## Records excerpted from a collection
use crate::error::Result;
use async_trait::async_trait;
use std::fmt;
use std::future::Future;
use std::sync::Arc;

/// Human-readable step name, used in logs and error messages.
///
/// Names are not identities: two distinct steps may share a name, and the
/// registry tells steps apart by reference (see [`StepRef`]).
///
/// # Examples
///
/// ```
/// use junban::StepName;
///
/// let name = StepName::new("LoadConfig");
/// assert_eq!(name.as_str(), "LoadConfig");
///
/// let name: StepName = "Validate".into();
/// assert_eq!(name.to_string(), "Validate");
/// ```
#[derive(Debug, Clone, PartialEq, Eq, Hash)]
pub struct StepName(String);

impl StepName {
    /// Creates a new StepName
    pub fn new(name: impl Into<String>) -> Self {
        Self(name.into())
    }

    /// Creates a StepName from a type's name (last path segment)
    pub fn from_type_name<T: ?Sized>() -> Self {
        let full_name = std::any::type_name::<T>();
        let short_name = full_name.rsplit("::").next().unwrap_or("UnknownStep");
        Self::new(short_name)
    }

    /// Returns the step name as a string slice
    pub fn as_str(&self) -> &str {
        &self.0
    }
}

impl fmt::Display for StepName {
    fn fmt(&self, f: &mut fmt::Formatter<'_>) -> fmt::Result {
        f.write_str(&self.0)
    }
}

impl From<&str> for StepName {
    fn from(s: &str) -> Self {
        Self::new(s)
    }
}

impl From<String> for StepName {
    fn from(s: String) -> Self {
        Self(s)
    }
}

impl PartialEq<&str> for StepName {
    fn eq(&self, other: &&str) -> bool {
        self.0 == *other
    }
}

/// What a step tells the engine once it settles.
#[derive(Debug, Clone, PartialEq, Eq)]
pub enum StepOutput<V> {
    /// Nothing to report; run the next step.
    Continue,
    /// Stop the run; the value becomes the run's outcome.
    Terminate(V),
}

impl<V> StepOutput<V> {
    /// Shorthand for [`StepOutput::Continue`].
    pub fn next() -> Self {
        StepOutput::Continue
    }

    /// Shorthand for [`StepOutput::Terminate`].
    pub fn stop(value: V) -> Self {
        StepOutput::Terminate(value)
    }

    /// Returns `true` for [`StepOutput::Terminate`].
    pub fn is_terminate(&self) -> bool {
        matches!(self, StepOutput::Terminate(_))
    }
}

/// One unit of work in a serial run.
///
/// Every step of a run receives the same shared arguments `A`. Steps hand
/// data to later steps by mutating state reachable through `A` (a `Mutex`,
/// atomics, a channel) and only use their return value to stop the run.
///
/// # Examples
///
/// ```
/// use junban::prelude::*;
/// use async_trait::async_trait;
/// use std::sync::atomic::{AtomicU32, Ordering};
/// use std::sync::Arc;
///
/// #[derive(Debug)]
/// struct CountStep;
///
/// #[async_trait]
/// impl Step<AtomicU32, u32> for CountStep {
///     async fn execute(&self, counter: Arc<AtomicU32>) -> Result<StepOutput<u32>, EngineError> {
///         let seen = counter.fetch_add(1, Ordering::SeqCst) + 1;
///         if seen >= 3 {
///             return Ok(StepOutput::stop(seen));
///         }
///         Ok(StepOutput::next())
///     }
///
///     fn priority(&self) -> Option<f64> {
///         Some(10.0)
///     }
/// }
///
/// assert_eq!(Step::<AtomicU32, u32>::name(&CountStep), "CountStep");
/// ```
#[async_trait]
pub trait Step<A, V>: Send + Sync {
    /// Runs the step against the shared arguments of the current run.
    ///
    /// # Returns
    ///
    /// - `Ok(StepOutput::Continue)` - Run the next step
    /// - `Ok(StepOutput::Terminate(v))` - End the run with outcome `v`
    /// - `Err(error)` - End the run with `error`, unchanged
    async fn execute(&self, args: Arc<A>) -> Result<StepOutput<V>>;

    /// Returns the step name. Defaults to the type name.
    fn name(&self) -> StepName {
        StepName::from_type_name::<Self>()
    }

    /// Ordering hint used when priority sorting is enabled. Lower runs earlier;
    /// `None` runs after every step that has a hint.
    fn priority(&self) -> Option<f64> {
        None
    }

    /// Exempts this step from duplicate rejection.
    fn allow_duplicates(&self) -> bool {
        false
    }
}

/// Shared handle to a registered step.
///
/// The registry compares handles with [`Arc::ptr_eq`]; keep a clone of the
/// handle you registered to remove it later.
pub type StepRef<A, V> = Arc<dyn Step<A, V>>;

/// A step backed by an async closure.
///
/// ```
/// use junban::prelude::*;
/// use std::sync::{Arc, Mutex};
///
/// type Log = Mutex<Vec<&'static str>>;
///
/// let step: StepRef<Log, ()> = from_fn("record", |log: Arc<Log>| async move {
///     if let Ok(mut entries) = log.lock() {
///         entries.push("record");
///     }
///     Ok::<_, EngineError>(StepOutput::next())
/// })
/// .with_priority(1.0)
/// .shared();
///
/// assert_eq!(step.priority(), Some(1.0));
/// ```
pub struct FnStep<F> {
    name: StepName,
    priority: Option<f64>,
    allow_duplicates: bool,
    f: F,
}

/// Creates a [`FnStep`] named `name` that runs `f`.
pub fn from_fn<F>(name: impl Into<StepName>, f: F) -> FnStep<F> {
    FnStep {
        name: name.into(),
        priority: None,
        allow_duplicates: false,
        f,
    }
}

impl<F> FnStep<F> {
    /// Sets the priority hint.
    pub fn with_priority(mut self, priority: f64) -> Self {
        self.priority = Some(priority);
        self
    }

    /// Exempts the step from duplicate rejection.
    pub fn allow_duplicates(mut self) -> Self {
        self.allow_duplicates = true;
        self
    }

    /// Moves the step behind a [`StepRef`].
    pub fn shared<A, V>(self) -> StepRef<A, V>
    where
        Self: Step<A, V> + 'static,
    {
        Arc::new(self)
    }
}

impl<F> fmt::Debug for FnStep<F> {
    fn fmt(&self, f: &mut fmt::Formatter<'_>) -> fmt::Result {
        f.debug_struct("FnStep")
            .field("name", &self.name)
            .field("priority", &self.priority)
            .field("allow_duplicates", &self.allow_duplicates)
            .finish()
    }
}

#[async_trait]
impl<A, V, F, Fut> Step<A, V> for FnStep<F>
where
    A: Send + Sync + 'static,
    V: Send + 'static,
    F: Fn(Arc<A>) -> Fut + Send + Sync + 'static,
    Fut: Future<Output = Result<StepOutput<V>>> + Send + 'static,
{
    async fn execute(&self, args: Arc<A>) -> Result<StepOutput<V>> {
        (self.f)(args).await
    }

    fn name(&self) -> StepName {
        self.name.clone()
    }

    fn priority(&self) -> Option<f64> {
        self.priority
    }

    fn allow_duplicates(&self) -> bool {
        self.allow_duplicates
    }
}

---

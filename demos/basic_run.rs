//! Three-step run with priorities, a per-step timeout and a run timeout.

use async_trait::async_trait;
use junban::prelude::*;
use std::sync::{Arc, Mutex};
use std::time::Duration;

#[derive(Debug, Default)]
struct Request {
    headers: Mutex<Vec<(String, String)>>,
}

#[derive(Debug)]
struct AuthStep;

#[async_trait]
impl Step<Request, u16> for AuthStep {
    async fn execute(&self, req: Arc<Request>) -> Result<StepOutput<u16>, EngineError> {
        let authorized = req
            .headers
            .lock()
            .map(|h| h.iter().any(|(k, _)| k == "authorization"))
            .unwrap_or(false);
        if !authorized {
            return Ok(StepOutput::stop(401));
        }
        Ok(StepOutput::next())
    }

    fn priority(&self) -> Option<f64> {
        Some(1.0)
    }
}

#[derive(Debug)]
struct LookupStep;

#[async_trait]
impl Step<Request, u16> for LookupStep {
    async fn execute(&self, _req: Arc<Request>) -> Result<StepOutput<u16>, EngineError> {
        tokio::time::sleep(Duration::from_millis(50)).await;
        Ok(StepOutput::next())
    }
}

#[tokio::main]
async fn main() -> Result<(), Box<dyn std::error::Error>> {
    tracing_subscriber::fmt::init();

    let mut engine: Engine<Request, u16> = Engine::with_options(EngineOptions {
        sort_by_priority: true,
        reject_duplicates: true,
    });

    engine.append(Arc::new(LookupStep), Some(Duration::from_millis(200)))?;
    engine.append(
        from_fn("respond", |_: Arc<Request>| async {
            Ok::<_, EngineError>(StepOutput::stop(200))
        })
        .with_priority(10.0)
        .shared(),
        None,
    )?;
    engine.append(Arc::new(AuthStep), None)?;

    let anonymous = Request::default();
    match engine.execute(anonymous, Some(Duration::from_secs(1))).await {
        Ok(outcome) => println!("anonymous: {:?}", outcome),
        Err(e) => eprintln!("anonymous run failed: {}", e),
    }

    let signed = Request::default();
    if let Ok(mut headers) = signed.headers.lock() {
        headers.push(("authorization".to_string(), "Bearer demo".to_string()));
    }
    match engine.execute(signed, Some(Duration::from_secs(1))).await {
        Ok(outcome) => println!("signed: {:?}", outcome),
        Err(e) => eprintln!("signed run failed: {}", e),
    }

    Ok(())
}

---

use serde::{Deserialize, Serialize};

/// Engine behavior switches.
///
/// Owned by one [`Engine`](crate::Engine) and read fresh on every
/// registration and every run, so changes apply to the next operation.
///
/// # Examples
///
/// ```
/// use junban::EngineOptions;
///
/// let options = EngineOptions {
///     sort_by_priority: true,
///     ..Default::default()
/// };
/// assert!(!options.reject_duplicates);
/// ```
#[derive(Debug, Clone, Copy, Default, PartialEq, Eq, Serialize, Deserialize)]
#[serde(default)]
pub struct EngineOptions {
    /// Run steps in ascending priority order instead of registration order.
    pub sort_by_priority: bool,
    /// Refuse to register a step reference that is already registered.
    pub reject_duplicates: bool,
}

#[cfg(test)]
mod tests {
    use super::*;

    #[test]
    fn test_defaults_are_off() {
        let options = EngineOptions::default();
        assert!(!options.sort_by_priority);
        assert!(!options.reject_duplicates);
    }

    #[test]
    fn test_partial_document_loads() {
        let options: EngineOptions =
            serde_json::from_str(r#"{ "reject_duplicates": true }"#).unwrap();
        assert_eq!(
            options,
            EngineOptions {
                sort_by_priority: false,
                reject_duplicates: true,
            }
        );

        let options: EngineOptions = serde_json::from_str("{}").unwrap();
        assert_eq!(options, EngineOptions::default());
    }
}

## ACTION ITEM
One number is the full answer: how many lines of the records include the string "EngineOptions".

## THE ANSWER
9